* _GIVEN INFORMATION_:
········
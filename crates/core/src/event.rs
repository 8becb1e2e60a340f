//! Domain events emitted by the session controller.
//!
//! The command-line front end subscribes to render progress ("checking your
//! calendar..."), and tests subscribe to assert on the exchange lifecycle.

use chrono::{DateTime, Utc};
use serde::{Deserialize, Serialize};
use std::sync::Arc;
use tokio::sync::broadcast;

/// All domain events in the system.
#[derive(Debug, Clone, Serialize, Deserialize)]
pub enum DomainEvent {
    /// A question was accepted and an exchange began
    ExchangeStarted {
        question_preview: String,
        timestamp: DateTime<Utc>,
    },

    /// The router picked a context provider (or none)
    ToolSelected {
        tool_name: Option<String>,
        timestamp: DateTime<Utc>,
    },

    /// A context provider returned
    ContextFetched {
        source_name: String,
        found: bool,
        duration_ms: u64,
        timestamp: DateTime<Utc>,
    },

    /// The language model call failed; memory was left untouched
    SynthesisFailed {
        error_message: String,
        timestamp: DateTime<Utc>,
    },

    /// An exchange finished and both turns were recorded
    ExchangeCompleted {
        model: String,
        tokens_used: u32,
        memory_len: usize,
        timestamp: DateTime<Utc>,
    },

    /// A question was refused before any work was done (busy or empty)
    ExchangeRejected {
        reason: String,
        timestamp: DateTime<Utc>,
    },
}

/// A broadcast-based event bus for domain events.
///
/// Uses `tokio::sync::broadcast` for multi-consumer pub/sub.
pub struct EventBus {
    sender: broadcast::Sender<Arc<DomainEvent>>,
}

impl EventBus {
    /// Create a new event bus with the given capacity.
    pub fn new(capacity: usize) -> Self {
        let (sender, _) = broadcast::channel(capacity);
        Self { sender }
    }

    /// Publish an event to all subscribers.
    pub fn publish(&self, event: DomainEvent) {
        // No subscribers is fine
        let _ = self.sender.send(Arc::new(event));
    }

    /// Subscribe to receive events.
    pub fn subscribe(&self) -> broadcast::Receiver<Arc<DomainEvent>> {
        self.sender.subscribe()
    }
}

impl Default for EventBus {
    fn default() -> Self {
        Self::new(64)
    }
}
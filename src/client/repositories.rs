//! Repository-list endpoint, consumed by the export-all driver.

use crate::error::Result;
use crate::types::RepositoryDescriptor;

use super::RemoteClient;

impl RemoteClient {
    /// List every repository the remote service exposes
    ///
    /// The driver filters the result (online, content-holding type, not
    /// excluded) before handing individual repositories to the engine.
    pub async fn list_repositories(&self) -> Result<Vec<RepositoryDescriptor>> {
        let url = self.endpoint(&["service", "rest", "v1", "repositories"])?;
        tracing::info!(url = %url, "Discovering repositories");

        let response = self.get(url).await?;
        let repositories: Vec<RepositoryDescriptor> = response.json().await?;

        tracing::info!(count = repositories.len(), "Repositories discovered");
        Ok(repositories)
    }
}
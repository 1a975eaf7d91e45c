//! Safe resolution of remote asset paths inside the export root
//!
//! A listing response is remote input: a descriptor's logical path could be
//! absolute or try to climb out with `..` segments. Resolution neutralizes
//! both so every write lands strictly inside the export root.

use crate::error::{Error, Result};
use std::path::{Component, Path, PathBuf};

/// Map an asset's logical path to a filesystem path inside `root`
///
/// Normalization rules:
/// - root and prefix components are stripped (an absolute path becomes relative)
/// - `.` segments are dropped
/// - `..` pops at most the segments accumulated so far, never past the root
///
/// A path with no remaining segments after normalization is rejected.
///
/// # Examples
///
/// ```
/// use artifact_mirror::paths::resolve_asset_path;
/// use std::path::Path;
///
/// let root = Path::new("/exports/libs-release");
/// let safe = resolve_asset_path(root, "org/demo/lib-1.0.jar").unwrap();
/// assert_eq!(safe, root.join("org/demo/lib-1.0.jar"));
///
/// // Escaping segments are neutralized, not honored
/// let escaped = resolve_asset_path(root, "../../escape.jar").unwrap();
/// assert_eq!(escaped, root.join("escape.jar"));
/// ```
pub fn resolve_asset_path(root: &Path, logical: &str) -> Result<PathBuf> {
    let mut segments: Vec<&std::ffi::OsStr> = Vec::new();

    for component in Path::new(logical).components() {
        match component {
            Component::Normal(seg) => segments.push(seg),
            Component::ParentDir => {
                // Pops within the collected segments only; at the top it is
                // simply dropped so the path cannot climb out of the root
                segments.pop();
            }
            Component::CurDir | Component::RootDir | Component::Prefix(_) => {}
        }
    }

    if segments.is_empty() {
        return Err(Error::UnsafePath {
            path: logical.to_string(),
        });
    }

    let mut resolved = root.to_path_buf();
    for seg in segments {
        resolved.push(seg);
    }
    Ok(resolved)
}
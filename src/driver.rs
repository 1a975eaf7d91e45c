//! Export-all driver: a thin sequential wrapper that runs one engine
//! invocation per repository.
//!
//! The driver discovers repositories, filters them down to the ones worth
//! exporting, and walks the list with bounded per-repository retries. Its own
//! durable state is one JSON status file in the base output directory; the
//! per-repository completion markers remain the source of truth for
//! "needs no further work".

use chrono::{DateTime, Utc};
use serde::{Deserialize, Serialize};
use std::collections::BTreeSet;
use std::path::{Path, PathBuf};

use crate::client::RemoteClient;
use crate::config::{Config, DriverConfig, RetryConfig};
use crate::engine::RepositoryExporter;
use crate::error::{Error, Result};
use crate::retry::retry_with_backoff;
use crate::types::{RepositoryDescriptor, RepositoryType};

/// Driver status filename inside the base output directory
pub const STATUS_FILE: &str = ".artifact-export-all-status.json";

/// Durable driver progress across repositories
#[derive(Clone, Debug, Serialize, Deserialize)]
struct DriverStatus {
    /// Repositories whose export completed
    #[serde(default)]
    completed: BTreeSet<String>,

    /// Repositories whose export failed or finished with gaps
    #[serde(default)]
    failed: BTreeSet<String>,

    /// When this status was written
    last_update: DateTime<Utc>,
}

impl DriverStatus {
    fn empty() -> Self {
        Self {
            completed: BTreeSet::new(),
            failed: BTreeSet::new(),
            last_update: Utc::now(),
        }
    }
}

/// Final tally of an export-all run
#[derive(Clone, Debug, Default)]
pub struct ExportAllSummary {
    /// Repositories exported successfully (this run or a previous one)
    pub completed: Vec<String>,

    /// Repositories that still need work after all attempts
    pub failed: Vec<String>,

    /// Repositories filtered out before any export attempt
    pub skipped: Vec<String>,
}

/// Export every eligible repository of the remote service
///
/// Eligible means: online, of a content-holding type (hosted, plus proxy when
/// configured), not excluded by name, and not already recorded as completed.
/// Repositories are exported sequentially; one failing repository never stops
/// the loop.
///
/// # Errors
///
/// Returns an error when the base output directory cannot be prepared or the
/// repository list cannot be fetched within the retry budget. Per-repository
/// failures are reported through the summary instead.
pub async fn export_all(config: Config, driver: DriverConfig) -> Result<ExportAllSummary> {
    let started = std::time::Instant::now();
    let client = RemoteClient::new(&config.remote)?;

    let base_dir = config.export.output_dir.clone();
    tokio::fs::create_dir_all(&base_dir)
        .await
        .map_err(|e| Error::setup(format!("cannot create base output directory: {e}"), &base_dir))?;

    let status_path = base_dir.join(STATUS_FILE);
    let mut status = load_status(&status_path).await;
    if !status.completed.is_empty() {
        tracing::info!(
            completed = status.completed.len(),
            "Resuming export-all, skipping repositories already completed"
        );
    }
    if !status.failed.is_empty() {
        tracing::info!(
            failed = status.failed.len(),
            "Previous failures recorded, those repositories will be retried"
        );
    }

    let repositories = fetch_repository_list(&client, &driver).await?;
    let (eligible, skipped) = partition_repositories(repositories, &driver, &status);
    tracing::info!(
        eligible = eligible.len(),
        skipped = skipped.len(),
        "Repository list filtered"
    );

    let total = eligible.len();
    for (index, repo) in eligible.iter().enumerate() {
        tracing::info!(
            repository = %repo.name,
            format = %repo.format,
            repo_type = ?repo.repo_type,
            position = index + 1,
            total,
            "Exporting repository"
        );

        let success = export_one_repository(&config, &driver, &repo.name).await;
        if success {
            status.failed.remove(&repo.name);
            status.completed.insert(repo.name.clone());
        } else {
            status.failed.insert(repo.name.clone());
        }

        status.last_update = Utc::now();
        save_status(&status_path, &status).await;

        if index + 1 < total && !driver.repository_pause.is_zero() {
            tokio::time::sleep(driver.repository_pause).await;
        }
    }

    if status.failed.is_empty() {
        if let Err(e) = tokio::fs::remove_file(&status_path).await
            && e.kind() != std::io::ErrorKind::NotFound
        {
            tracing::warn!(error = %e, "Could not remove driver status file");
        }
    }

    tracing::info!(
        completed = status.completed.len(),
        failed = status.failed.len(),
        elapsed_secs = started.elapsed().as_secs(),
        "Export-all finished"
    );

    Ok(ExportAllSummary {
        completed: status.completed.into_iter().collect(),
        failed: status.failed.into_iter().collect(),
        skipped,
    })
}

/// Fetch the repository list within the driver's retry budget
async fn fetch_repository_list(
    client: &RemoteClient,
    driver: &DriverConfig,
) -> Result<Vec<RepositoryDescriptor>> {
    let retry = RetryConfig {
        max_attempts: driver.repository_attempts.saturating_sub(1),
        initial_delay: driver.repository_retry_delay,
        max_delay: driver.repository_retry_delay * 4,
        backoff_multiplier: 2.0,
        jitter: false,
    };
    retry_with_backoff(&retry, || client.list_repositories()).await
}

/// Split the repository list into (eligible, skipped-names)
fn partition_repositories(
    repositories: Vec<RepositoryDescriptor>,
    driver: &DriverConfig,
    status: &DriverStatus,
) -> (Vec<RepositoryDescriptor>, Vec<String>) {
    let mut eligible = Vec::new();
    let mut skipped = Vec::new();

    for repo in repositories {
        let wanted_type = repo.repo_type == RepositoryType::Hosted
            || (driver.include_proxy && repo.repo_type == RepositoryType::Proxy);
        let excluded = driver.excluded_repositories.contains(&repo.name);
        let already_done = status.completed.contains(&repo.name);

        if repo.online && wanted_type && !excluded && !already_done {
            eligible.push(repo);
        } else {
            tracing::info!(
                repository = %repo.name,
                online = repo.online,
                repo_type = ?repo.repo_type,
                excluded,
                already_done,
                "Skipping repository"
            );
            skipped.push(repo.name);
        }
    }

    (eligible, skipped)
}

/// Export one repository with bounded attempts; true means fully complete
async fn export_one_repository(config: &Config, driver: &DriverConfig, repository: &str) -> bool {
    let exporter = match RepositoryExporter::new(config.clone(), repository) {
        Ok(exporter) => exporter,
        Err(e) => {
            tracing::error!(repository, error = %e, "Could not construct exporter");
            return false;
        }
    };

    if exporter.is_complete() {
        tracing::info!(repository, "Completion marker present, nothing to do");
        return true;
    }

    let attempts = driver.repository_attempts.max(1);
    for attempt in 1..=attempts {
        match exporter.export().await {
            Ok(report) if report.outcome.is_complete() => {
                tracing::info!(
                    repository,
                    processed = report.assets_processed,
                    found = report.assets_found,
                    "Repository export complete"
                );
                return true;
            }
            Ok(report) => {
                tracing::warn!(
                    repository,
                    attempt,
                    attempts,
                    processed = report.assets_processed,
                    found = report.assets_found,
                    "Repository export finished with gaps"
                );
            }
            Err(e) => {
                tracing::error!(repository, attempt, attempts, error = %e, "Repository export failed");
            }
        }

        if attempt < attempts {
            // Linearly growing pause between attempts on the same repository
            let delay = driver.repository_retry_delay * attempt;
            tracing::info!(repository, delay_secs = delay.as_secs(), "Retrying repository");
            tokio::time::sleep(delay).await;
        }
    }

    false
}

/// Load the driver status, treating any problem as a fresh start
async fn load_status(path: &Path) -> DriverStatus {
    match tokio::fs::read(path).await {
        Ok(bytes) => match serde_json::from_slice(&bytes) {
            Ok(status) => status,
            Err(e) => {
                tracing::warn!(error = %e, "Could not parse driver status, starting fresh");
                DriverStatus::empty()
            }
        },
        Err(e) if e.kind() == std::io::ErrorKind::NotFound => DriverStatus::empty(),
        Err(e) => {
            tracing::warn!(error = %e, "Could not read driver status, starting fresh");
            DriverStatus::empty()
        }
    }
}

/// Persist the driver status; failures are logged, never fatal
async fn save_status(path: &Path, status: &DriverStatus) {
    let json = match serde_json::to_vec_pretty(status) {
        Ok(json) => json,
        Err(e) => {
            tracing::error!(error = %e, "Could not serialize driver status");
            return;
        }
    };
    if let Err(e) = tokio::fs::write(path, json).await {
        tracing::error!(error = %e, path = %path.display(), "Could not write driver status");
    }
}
········
* _TASK PROMPT_: Out of the data above, return each line where the word "skipped" can be found.

* _TASK RESULT_:
    pub skipped: Vec<String>,
    let (eligible, skipped) = partition_repositories(repositories, &driver, &status);
        skipped = skipped.len(),
        skipped,
/// Split the repository list into (eligible, skipped-names)
    let mut skipped = Vec::new();
            skipped.push(repo.name);
    (eligible, skipped)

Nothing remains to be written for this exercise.